Data supplied -

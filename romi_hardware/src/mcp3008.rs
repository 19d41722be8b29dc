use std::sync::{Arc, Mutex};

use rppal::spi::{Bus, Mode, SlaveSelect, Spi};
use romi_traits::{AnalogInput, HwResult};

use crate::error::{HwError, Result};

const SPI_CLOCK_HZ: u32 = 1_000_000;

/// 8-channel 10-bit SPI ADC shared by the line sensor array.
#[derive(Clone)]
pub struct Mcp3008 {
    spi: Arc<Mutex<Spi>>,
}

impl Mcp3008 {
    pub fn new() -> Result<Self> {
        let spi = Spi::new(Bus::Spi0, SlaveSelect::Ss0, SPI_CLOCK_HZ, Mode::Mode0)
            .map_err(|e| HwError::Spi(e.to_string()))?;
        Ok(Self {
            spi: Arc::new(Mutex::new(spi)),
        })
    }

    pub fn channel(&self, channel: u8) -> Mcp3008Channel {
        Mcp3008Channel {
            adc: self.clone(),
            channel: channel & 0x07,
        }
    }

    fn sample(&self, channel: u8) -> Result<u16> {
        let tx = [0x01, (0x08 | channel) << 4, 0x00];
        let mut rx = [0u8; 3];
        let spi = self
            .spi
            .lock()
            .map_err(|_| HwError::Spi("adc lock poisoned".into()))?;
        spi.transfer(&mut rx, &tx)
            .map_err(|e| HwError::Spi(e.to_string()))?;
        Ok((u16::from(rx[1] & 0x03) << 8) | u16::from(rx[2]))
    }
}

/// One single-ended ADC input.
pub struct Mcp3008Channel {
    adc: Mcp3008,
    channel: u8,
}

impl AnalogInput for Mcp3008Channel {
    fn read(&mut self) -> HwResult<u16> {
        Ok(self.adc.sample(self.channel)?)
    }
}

What the exercise asks - Using the material, count the lines where the word "AnalogInput" appears. Give the number by itself.

Output of the task - 2